Читаем Л. Толстой и Достоевский полностью

«Насекомым – сладострастье! Я, брат, это насекомое и есть, и это обо мне специально и сказано. И мы все Карамазовы такие же, и в тебе, ангеле, это насекомое живет и в крови твоей бури родит». И у отца Подростка, Версилова – тоже «душа паука». Он-то, кажется, ее и передал сыну. «Я вас истреблю!» – говорит Версилов любимой женщине. «Этакая насильственная, дикая любовь, – объясняет Подросток, – действует как припадок, как мертвая петля, как болезнь, и чуть достиг удовлетворения, тотчас же упадет пелена, и является противоположное чувство – отвращение и ненависть, желание истребить, раздавить». И Рогожина укусила за сердце фаланга, и он, действительно, «истребил» Настасью Филипповну. И уж, конечно, недаром в бреду Ипполита, только что увидел он символического Тарантула, «Зверя, в котором тайна», как в комнату входит двойник Рогожина: эти два привидения связаны.

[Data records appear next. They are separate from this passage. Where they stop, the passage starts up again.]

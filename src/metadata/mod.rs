//! Declaration metadata consumed by the analyzer
//!
//! Declarations are described in YAML documents of the form
//! `{ classes: [ClassDecl] }`. A metadata input is either a single document or a
//! directory scanned recursively for `*.yaml`/`*.yml` files.

pub mod declarations;

pub use declarations::{
    Annotation, AnnotationValue, ClassDecl, Declaration, FieldDecl, MethodDecl, Modifier,
    ParameterDecl, CONSTRUCTOR_NAME,
};

use crate::core::path::PROJECT_CONFIG_NAME;
use crate::core::{ScabbardError, ScabbardResult};
use crate::di::traits::MetadataSource;
use scabbard_core::types::ClassName;
use serde::{Deserialize, Serialize};
use std::collections::BTreeMap;
use std::fs;
use std::path::{Path, PathBuf};
use tracing::debug;
use walkdir::WalkDir;

/// One metadata document
#[derive(Debug, Clone, Default, Serialize, Deserialize)]
pub struct MetadataDocument {
    #[serde(default)]
    pub classes: Vec<ClassDecl>,
}

/// Metadata source backed by YAML declaration documents
#[derive(Debug, Clone, Default)]
pub struct YamlMetadataSource {
    classes: BTreeMap<ClassName, ClassDecl>,
}

impl YamlMetadataSource {
    /// Merge documents, rejecting classes declared more than once
    pub fn from_documents(documents: Vec<MetadataDocument>) -> ScabbardResult<Self> {
        let mut classes = BTreeMap::new();
        for document in documents {
            for class in document.classes {
                let name = class.name.clone();
                if classes.insert(name.clone(), class).is_some() {
                    return Err(ScabbardError::Metadata(format!(
                        "Class '{}' is declared more than once",
                        name
                    )));
                }
            }
        }
        Ok(Self { classes })
    }

    pub fn parse(content: &str) -> ScabbardResult<Self> {
        let document: MetadataDocument = serde_yaml::from_str(content)?;
        Self::from_documents(vec![document])
    }

    /// Load a single document or every document below a directory
    pub fn load(path: &Path) -> ScabbardResult<Self> {
        if !path.exists() {
            return Err(ScabbardError::Path(format!(
                "Metadata input '{}' does not exist",
                path.display()
            )));
        }

        let files = if path.is_dir() {
            Self::find_documents(path)?
        } else {
            vec![path.to_path_buf()]
        };

        let mut documents = Vec::with_capacity(files.len());
        for file in files {
            debug!("Reading metadata from {}", file.display());
            let content = fs::read_to_string(&file)?;
            let document: MetadataDocument = serde_yaml::from_str(&content).map_err(|e| {
                ScabbardError::Metadata(format!("Failed to parse {}: {}", file.display(), e))
            })?;
            documents.push(document);
        }

        Self::from_documents(documents)
    }

    fn find_documents(dir: &Path) -> ScabbardResult<Vec<PathBuf>> {
        let mut files = Vec::new();
        for entry in WalkDir::new(dir).sort_by_file_name() {
            let entry = entry?;
            let path = entry.path();
            if !entry.file_type().is_file() {
                continue;
            }
            let is_yaml = matches!(
                path.extension().and_then(|e| e.to_str()),
                Some("yaml") | Some("yml")
            );
            let is_config = path.file_name().and_then(|n| n.to_str()) == Some(PROJECT_CONFIG_NAME);
            if is_yaml && !is_config {
                files.push(path.to_path_buf());
            }
        }
        Ok(files)
    }

    pub fn len(&self) -> usize {
        self.classes.len()
    }

    pub fn is_empty(&self) -> bool {
        self.classes.is_empty()
    }
}

impl MetadataSource for YamlMetadataSource {
    fn find_class(&self, name: &ClassName) -> Option<&ClassDecl> {
        self.classes.get(name)
    }

    fn classes(&self) -> Vec<&ClassDecl> {
        self.classes.values().collect()
    }
}

#[cfg(test)]
mod tests {
    use super::*;
    use tempfile::TempDir;

    const DOCUMENT: &str = r#"
classes:
  - name: com.example.Base
    modifiers: [public, abstract]
  - name: com.example.Foo
    superclass: com.example.Base
    interfaces: [com.example.Api]
  - name: com.example.Api
    modifiers: [public, interface]
    interfaces: [com.example.Marker]
"#;

    fn class(name: &str) -> ClassName {
        ClassName::parse(name).unwrap()
    }

    #[test]
    fn test_parse_document() {
        let source = YamlMetadataSource::parse(DOCUMENT).unwrap();
        assert_eq!(source.len(), 3);
        assert!(source.find_class(&class("com.example.Foo")).is_some());
        assert!(source.find_class(&class("com.example.Missing")).is_none());
    }

    #[test]
    fn test_ancestors_are_transitive() {
        let source = YamlMetadataSource::parse(DOCUMENT).unwrap();
        let ancestors = source.ancestors(&class("com.example.Foo"));
        assert_eq!(
            ancestors,
            vec![
                class("com.example.Base"),
                class("com.example.Api"),
                class("com.example.Marker"),
            ]
        );
    }

    #[test]
    fn test_duplicate_class_is_error() {
        let documents = vec![
            serde_yaml::from_str::<MetadataDocument>("classes: [{name: a.A}]").unwrap(),
            serde_yaml::from_str::<MetadataDocument>("classes: [{name: a.A}]").unwrap(),
        ];
        let err = YamlMetadataSource::from_documents(documents).unwrap_err();
        assert!(err.to_string().contains("declared more than once"));
    }

    #[test]
    fn test_load_directory_skips_project_config() {
        let temp = TempDir::new().unwrap();
        fs::write(temp.path().join("a.yaml"), "classes: [{name: a.A}]").unwrap();
        fs::create_dir_all(temp.path().join("nested")).unwrap();
        fs::write(temp.path().join("nested/b.yml"), "classes: [{name: b.B}]").unwrap();
        fs::write(temp.path().join(PROJECT_CONFIG_NAME), "generated_package: x").unwrap();
        fs::write(temp.path().join("notes.txt"), "ignored").unwrap();

        let source = YamlMetadataSource::load(temp.path()).unwrap();
        assert_eq!(source.len(), 2);
    }

    #[test]
    fn test_load_missing_path() {
        let temp = TempDir::new().unwrap();
        let result = YamlMetadataSource::load(&temp.path().join("missing.yaml"));
        assert!(result.is_err());
    }

    #[test]
    fn test_load_malformed_file_names_file() {
        let temp = TempDir::new().unwrap();
        let file = temp.path().join("broken.yaml");
        fs::write(&file, "classes: [{name: 'not a name'}]").unwrap();
        let err = YamlMetadataSource::load(&file).unwrap_err();
        assert!(err.to_string().contains("broken.yaml"));
    }
}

И в своей знаменитой Пушкинской речи по поводу «Египетских ночей», «фантастического зверства» древних римлян времен упадка, этих «земных богов», Достоевский, повторяя свой вечный нуменальный образ, говорит о «сладострастии насекомых», «сладострастии пауковой самки, съедающей своего самца». Свидригайлову представляется вечность, как «одна комнатка, этак вроде деревенской бани, закоптелая, а по всем углам пауки, и вот вся вечность. – Почем знать, – заключает он свое безобразное видение, от которого «холодом охватывает Раскольникова», – может быть, это и есть справедливое, и, знаете, я бы так непременно нарочно сделал». Кажется, он и не подозревает, какое страшное, мистическое и все же реальное значение могут иметь для него эти «пауки», столь родные его собственной душе, «душе паука».

– Уж не вы ли и лампадку зажигаете? – насмешливо спрашивает Кириллова Ставрогин после разговора о «человекобоге».

– Да, это я зажег.

– Уверовали?

– Старушка любит, чтобы лампадку… а ей сегодня некогда, – пробормотал Кириллов.

– А сами еще не молитесь?

– Я всему молюсь. Видите, паук ползет по стене, я смотрю и благодарен ему за то, что он ползет.

И здесь – паук: и здесь, как везде у Достоевского, где чувствуется «соприкосновение мирам иным» через сладострастье духа – гордыню, или через гордыню плоти – сладострастье – явление этого мистического Насекомого не случайно. Оно напоминает одну загадочную подробность в жизнеописании или «житии» Спинозы: «Когда он желал дать своему уму более продолжительный отдых, – рассказывает простодушный Колерус, – он ловил и стравливал нескольких пауков или бросал в паутину мух; и наблюдение за борьбой насекомых доставляло ему такое удовольствие, что, глядя на это, он разражался громким смехом». Вот странное удовольствие для «кротчайшего из людей на земле», для святого «рабби Баруха»; вот единственная сладострастная роскошь этого бедного амстердамского жида, который гранит свои стеклышки, довольствуясь молочною кашею и полкружкою пива на четыре су в день, – гладиаторские игры пауков! Не похож ли он в это мгновение на «земных богов», римлян времен упадка, которые «в предсмертной скуке своей и тоске тешат себя фантастическими зверствами, сладострастием пауковой самки, съедающей своего самца»? Когда перечитываешь некоторые места «Этики», скрытое жало которых направлено против Евангелия, учения о сыновней любви к Богу, не кажется ли порой, что и этот маленький жид, подобно Ставрогину, «весь точно заряжен смехом»? – и вот, наконец, он дает себе волю, при виде поедающих друг друга пауков, «разражается громким смехом». Каким холодом охватывает нас от этого страшного, как будто сумасшедшего, смеха! Какою судорогой «внезапной иронии» искажается бледное, спокойное лицо философа, этого человека, «напоенного Богом», который мог бы сказать о себе, подобно Кириллову: «Я всему молюсь»! Чему же он смеется? Или этот смех – тоже молитва? или, подобно Ивану Карамазову, который находит естественным, что брат Дмитрий убил отца, – он просто радуется тому, что «один гад съел другую гадину»?